Intervieweuse: Qui est approprié à un contexte?

Mariia: Oui, un mot qui traduit avec justesse, qui est approprié. Vous savez, il arrive parfois que je mets une heure, trois heures pour traduire une phrase. Parfois, je réfléchis sur la meilleure façon de traduire un tel mot pendant un jour ou quelques mois. C’est-à-dire que je suis comme ça: j’aime réfléchir, choisir parmi une douzaine d’options les meilleures. Et quand on interprète, l'essentiel c'est de transmettre le sens. Mais quand on interprète, il faut faire vite, on n'a pas le temps de réfléchir. Quand tu traduis oralement, tu dois dire tout de suite.

Intervieweuse: Et dans la traduction écrite qu'est-ce qui est le plus difficile pour vous, si ça se trouve? Et qu'est-ce qui est le plus important?

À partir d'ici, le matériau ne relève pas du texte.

//! 打印任务转发
//!
//! 每个请求: 接收 → 缓冲完整请求体 → 转发 → {成功 | 不可达 | 超时}。
//! 请求体完整读取之前不会发起转发，因此不存在部分响应。

use axum::{
    Router,
    body::Bytes,
    extract::{State, rejection::BytesRejection},
    http::{StatusCode, header::CONTENT_TYPE},
    response::{IntoResponse, Response},
    routing::post,
};
use tracing::{debug, warn};

use crate::server::ServerState;
use crate::utils::RelayError;

use super::not_found;

/// Content type of relayed downstream replies
pub const REPLY_CONTENT_TYPE: &str = "text/xml";

pub fn router() -> Router<ServerState> {
    Router::new().route("/print", post(print_job).fallback(not_found))
}

/// 转发打印任务到下游，原样返回下游状态码和响应体
pub async fn print_job(
    State(state): State<ServerState>,
    body: Result<Bytes, BytesRejection>,
) -> Result<Response, RelayError> {
    let job = body.map_err(|rejection| reject_body(rejection, state.config.max_body_bytes))?;
    debug!(job_len = job.len(), "Print job buffered, forwarding");

    let reply = state
        .printer
        .print(job)
        .await
        .map_err(|e| RelayError::from_print_error(&state.config.target_name, e))?;

    let status = StatusCode::from_u16(reply.status).unwrap_or(StatusCode::BAD_GATEWAY);
    Ok((status, [(CONTENT_TYPE, REPLY_CONTENT_TYPE)], reply.body).into_response())
}

fn reject_body(rejection: BytesRejection, limit: usize) -> RelayError {
    if rejection.status() == StatusCode::PAYLOAD_TOO_LARGE {
        warn!(limit, "Print job rejected: body too large");
        RelayError::PayloadTooLarge { limit }
    } else {
        warn!(error = %rejection.body_text(), "Print job rejected: body unreadable");
        RelayError::BodyRead(rejection.body_text())
    }
}
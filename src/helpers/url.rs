//! URL helper functions

use percent_encoding::{utf8_percent_encode, AsciiSet, CONTROLS};
use std::path::{Path, PathBuf};

use crate::config::SiteConfig;

/// Characters escaped inside one path segment
const SEGMENT: &AsciiSet = &CONTROLS
    .add(b' ')
    .add(b'"')
    .add(b'#')
    .add(b'<')
    .add(b'>')
    .add(b'?')
    .add(b'`')
    .add(b'{')
    .add(b'}')
    .add(b'/')
    .add(b'%');

/// Generate a URL with the root path
///
/// # Examples
/// ```ignore
/// url_for(&config, "/logo.svg") // -> "/blog/logo.svg"
/// ```
pub fn url_for(config: &SiteConfig, path: &str) -> String {
    let root = config.root.trim_end_matches('/');
    let path = path.trim_start_matches('/');

    if path.is_empty() {
        format!("{}/", root)
    } else {
        format!("{}/{}", root, path)
    }
}

/// Link to a post page
///
/// # Examples
/// ```ignore
/// post_url(&config, "como-utilizar-hooks") // -> "/post/como-utilizar-hooks/"
/// ```
pub fn post_url(config: &SiteConfig, uid: &str) -> String {
    url_for(config, &format!("post/{}/", encode_segment(uid)))
}

/// Percent-encode a single path segment
pub fn encode_segment(segment: &str) -> String {
    utf8_percent_encode(segment, SEGMENT).to_string()
}

/// Whether a uid can be used as a directory name under the public dir
pub fn is_safe_uid(uid: &str) -> bool {
    !uid.is_empty()
        && uid != "."
        && !uid.contains("..")
        && !uid.contains(['/', '\\', '\0'])
}

/// File a post page is written to
pub fn post_output_path(public_dir: &Path, uid: &str) -> PathBuf {
    public_dir.join("post").join(uid).join("index.html")
}
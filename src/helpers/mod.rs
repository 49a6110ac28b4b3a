//! Helper functions for templates
//!
//! Date display and URL generation shared by the generator and the server.

mod date;
mod url;

pub use date::*;
pub use url::*;
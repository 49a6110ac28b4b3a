//! Initialize a new blog

use anyhow::Result;
use std::fs;
use std::path::Path;

/// Default `_config.yml` written by `init`
const DEFAULT_CONFIG: &str = r#"# spacetraveling configuration

# Site
title: spacetraveling
language: pt-BR
timezone: UTC
date_format: dd MMM yyyy
logo: /logo.svg

# URL
root: /

# Directory
public_dir: public

# Content repository (PRISMIC_API_ENDPOINT / PRISMIC_ACCESS_TOKEN override these)
api:
  endpoint: https://your-repository.cdn.prismic.io/api/v2
  access_token:
  document_type: posts
  page_size: 20
  timeout_secs: 30

# Reading time
reading:
  words_per_minute: 200
  # whitespace | single_space
  word_split: whitespace

# Generation
build:
  concurrency: 4
  # blocking | loading
  fallback: blocking

# Interface text
labels:
  load_more: Carregar mais posts
  loading: Carregando...
  minutes: min
  not_found: Post não encontrado
  load_failed: Não foi possível carregar mais posts
"#;

const DEFAULT_LOGO: &str = r##"<svg xmlns="http://www.w3.org/2000/svg" width="240" height="26" viewBox="0 0 240 26"><text x="0" y="20" font-family="sans-serif" font-size="22" fill="#ffffff">spacetraveling<tspan fill="#ff57b2">.</tspan></text></svg>
"##;

/// Initialize a new blog in the given directory
pub fn init_site(target_dir: &Path) -> Result<()> {
    let config_path = target_dir.join("_config.yml");
    if config_path.exists() {
        anyhow::bail!("File already exists: {:?}", config_path);
    }

    // Create directory structure
    fs::create_dir_all(target_dir.join("source"))?;

    fs::write(&config_path, DEFAULT_CONFIG)?;

    let logo_path = target_dir.join("source/logo.svg");
    if !logo_path.exists() {
        fs::write(&logo_path, DEFAULT_LOGO)?;
    }

    Ok(())
}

Mariia: Eh bien, je pense que ce qui est le plus difficile, c'est ce qui est le plus important. Pour moi c'est comme ça, en quelque sorte. Le plus difficile, je pense que presque tout le monde sera d'accord avec moi ... presque tous les traducteurs, le plus difficile c'est de commencer. Il s'agit de ces fameuses premières pages , là où il est si difficile de se mettre dans l'état d'esprit du texte. C'est-à-dire qu'il faut entrer dans ce texte, attraper cette vague. Et généralement, les premières pages sont très difficiles. Tous les traducteurs (j'ai lu plusieurs interviews, leurs commentaires), ils disent que les premières pages sont pour eux incroyablement difficiles. Et après généralement ça va de mieux en mieux ... et quelque part autour de la page 10 ... on commence à s'y faire et puis on prends une bonne allure. Je pense que le plus difficile, c'est de commencer.

Intervieweuse: Pouvez-vous donner un exemple d'une phrase difficile ou extrêmement difficile à traduire?

Mariia: Dieu merci, je n'ai pas eu de phrases extrêmement difficiles. J'aimerais bien en avoir, des phrases très compliquées, car j'aime réfléchir, j'aimerais bien travailler là-dessus.

Intervieweuse: Pour avoir une nouvelle expérience?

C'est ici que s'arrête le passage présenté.